• [EXERCISE]: What you return should match the records below exactly.

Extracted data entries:
* * * * * * *

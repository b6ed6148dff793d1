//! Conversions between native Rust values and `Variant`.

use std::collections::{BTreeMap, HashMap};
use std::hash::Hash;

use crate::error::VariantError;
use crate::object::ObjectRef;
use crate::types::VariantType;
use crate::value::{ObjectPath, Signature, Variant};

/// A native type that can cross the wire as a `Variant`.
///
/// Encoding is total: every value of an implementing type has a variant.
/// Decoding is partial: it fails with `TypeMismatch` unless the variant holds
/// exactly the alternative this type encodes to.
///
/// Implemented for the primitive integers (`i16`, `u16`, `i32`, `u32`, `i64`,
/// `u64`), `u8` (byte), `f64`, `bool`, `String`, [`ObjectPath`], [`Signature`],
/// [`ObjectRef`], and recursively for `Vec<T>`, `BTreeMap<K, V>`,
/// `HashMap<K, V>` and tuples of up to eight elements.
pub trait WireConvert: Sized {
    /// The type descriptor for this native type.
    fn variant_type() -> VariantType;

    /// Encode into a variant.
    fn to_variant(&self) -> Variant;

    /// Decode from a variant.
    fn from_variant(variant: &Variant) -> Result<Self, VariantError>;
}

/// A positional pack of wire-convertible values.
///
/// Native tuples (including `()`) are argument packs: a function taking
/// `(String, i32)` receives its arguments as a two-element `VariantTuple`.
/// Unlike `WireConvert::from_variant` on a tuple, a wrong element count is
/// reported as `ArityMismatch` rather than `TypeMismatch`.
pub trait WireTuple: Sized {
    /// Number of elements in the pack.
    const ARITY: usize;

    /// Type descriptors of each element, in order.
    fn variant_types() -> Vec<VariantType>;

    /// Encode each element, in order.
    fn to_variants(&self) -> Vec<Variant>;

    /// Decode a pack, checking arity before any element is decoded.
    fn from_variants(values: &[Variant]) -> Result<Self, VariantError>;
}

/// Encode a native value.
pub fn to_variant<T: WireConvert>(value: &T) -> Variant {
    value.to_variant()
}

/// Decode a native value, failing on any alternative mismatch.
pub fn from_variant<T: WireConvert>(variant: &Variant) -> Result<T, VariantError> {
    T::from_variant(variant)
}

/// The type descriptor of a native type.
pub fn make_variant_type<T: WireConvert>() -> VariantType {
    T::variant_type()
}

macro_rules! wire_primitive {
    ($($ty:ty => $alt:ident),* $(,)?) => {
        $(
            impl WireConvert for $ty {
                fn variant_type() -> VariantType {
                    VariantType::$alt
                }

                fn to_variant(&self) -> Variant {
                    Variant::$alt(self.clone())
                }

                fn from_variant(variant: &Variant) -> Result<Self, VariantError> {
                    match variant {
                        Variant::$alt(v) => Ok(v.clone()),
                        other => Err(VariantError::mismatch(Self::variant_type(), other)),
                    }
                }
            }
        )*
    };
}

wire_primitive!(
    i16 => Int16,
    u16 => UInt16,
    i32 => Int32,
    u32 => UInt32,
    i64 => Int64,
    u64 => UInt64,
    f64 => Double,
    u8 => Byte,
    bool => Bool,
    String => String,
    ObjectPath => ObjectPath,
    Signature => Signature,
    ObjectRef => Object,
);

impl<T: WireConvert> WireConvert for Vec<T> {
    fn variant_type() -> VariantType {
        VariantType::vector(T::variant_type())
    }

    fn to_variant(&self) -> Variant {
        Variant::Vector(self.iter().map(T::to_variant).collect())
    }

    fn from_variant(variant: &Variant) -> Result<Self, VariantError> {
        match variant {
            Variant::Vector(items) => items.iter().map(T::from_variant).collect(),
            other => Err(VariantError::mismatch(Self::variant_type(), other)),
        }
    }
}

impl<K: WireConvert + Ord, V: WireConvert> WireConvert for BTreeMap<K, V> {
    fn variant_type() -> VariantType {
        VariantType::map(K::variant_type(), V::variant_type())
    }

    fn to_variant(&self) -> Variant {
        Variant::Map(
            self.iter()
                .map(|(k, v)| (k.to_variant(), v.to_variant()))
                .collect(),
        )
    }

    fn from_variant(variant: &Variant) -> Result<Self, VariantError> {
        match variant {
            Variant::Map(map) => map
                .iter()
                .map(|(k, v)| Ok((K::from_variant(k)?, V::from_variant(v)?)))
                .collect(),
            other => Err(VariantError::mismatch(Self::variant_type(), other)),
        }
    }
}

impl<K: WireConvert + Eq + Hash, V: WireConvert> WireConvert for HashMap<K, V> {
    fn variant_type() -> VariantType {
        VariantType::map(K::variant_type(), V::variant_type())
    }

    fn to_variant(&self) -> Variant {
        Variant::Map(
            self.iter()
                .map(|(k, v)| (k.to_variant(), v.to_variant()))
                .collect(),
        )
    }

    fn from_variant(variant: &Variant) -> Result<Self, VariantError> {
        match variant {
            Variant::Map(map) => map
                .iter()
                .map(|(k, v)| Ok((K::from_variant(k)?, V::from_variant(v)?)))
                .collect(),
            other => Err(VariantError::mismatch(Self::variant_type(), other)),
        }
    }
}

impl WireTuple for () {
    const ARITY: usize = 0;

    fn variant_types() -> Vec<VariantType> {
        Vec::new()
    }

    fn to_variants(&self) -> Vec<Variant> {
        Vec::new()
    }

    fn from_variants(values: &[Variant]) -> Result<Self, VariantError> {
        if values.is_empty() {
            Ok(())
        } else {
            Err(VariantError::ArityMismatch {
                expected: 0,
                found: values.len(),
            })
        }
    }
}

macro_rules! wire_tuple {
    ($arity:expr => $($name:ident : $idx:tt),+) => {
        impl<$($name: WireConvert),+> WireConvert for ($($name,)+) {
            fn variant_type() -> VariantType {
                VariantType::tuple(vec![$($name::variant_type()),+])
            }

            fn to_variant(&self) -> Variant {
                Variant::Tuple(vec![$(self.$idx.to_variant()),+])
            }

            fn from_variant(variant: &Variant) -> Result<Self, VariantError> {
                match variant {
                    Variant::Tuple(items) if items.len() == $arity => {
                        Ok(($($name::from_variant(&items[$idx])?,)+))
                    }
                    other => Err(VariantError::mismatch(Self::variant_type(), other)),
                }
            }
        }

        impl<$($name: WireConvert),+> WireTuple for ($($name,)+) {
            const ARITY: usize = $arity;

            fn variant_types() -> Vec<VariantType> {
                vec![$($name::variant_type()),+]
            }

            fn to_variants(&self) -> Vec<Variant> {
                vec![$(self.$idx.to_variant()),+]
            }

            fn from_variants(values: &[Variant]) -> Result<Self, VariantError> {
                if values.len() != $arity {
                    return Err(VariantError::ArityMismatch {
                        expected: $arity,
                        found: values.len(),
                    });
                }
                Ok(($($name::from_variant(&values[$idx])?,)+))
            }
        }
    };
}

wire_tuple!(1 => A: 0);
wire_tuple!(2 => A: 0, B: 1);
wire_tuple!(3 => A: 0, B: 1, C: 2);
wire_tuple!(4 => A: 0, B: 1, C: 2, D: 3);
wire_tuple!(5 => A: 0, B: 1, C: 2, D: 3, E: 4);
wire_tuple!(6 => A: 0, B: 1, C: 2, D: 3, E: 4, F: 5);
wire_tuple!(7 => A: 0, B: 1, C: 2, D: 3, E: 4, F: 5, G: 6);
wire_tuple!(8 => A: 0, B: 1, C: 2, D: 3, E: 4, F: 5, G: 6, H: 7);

* * * * * * *

• [WORKED SOLUTION]:
repository b6ed6148dff793d1
//! Conversions between native Rust values and `Variant`.

use std::collections::{BTreeMap, HashMap};
use std::hash::Hash;

use crate::error::VariantError;
use crate::object::ObjectRef;
use crate::types::VariantType;
use crate::value::{ObjectPath, Signature, Variant};

/// A native type that can cross the wire as a `Variant`.
///
/// Encoding is total: every value of an implementing type has a variant.
/// Decoding is partial: it fails with `TypeMismatch` unless the variant holds
/// exactly the alternative this type encodes to.
///
/// Implemented for the primitive integers (`i16`, `u16`, `i32`, `u32`, `i64`,
/// `u64`), `u8` (byte), `f64`, `bool`, `String`, [`ObjectPath`], [`Signature`],
/// [`ObjectRef`], and recursively for `Vec<T>`, `BTreeMap<K, V>`,
/// `HashMap<K, V>` and tuples of up to eight elements.
pub trait WireConvert: Sized {
    /// The type descriptor for this native type.
    fn variant_type() -> VariantType;

    /// Encode into a variant.
    fn to_variant(&self) -> Variant;

    /// Decode from a variant.
    fn from_variant(variant: &Variant) -> Result<Self, VariantError>;
}

/// A positional pack of wire-convertible values.
///
/// Native tuples (including `()`) are argument packs: a function taking
/// `(String, i32)` receives its arguments as a two-element `VariantTuple`.
/// Unlike `WireConvert::from_variant` on a tuple, a wrong element count is
/// reported as `ArityMismatch` rather than `TypeMismatch`.
pub trait WireTuple: Sized {
    /// Number of elements in the pack.
    const ARITY: usize;

    /// Type descriptors of each element, in order.
    fn variant_types() -> Vec<VariantType>;

    /// Encode each element, in order.
    fn to_variants(&self) -> Vec<Variant>;

    /// Decode a pack, checking arity before any element is decoded.
    fn from_variants(values: &[Variant]) -> Result<Self, VariantError>;
}

/// Encode a native value.
pub fn to_variant<T: WireConvert>(value: &T) -> Variant {
    value.to_variant()
}

/// Decode a native value, failing on any alternative mismatch.
pub fn from_variant<T: WireConvert>(variant: &Variant) -> Result<T, VariantError> {
    T::from_variant(variant)
}

/// The type descriptor of a native type.
pub fn make_variant_type<T: WireConvert>() -> VariantType {
    T::variant_type()
}

macro_rules! wire_primitive {
    ($($ty:ty => $alt:ident),* $(,)?) => {
        $(
            impl WireConvert for $ty {
                fn variant_type() -> VariantType {
                    VariantType::$alt
                }

                fn to_variant(&self) -> Variant {
                    Variant::$alt(self.clone())
                }

                fn from_variant(variant: &Variant) -> Result<Self, VariantError> {
                    match variant {
                        Variant::$alt(v) => Ok(v.clone()),
                        other => Err(VariantError::mismatch(Self::variant_type(), other)),
                    }
                }
            }
        )*
    };
}

wire_primitive!(
    i16 => Int16,
    u16 => UInt16,
    i32 => Int32,
    u32 => UInt32,
    i64 => Int64,
    u64 => UInt64,
    f64 => Double,
    u8 => Byte,
    bool => Bool,
    String => String,
    ObjectPath => ObjectPath,
    Signature => Signature,
    ObjectRef => Object,
);

impl<T: WireConvert> WireConvert for Vec<T> {
    fn variant_type() -> VariantType {
        VariantType::vector(T::variant_type())
    }

    fn to_variant(&self) -> Variant {
        Variant::Vector(self.iter().map(T::to_variant).collect())
    }

    fn from_variant(variant: &Variant) -> Result<Self, VariantError> {
        match variant {
            Variant::Vector(items) => items.iter().map(T::from_variant).collect(),
            other => Err(VariantError::mismatch(Self::variant_type(), other)),
        }
    }
}

impl<K: WireConvert + Ord, V: WireConvert> WireConvert for BTreeMap<K, V> {
    fn variant_type() -> VariantType {
        VariantType::map(K::variant_type(), V::variant_type())
    }

    fn to_variant(&self) -> Variant {
        Variant::Map(
            self.iter()
                .map(|(k, v)| (k.to_variant(), v.to_variant()))
                .collect(),
        )
    }

    fn from_variant(variant: &Variant) -> Result<Self, VariantError> {
        match variant {
            Variant::Map(map) => map
                .iter()
                .map(|(k, v)| Ok((K::from_variant(k)?, V::from_variant(v)?)))
                .collect(),
            other => Err(VariantError::mismatch(Self::variant_type(), other)),
        }
    }
}

impl<K: WireConvert + Eq + Hash, V: WireConvert> WireConvert for HashMap<K, V> {
    fn variant_type() -> VariantType {
        VariantType::map(K::variant_type(), V::variant_type())
    }

    fn to_variant(&self) -> Variant {
        Variant::Map(
            self.iter()
                .map(|(k, v)| (k.to_variant(), v.to_variant()))
                .collect(),
        )
    }

    fn from_variant(variant: &Variant) -> Result<Self, VariantError> {
        match variant {
            Variant::Map(map) => map
                .iter()
                .map(|(k, v)| Ok((K::from_variant(k)?, V::from_variant(v)?)))
                .collect(),
            other => Err(VariantError::mismatch(Self::variant_type(), other)),
        }
    }
}

impl WireTuple for () {
    const ARITY: usize = 0;

    fn variant_types() -> Vec<VariantType> {
        Vec::new()
    }

    fn to_variants(&self) -> Vec<Variant> {
        Vec::new()
    }

    fn from_variants(values: &[Variant]) -> Result<Self, VariantError> {
        if values.is_empty() {
            Ok(())
        } else {
            Err(VariantError::ArityMismatch {
                expected: 0,
                found: values.len(),
            })
        }
    }
}

macro_rules! wire_tuple {
    ($arity:expr => $($name:ident : $idx:tt),+) => {
        impl<$($name: WireConvert),+> WireConvert for ($($name,)+) {
            fn variant_type() -> VariantType {
                VariantType::tuple(vec![$($name::variant_type()),+])
            }

            fn to_variant(&self) -> Variant {
                Variant::Tuple(vec![$(self.$idx.to_variant()),+])
            }

            fn from_variant(variant: &Variant) -> Result<Self, VariantError> {
                match variant {
                    Variant::Tuple(items) if items.len() == $arity => {
                        Ok(($($name::from_variant(&items[$idx])?,)+))
                    }
                    other => Err(VariantError::mismatch(Self::variant_type(), other)),
                }
            }
        }

        impl<$($name: WireConvert),+> WireTuple for ($($name,)+) {
            const ARITY: usize = $arity;

            fn variant_types() -> Vec<VariantType> {
                vec![$($name::variant_type()),+]
            }

            fn to_variants(&self) -> Vec<Variant> {
                vec![$(self.$idx.to_variant()),+]
            }

            fn from_variants(values: &[Variant]) -> Result<Self, VariantError> {
                if values.len() != $arity {
                    return Err(VariantError::ArityMismatch {
                        expected: $arity,
                        found: values.len(),
                    });
                }
                Ok(($($name::from_variant(&values[$idx])?,)+))
            }
        }
    };
}

wire_tuple!(1 => A: 0);
wire_tuple!(2 => A: 0, B: 1);
wire_tuple!(3 => A: 0, B: 1, C: 2);
wire_tuple!(4 => A: 0, B: 1, C: 2, D: 3);
wire_tuple!(5 => A: 0, B: 1, C: 2, D: 3, E: 4);
wire_tuple!(6 => A: 0, B: 1, C: 2, D: 3, E: 4, F: 5);
wire_tuple!(7 => A: 0, B: 1, C: 2, D: 3, E: 4, F: 5, G: 6);
wire_tuple!(8 => A: 0, B: 1, C: 2, D: 3, E: 4, F: 5, G: 6, H: 7);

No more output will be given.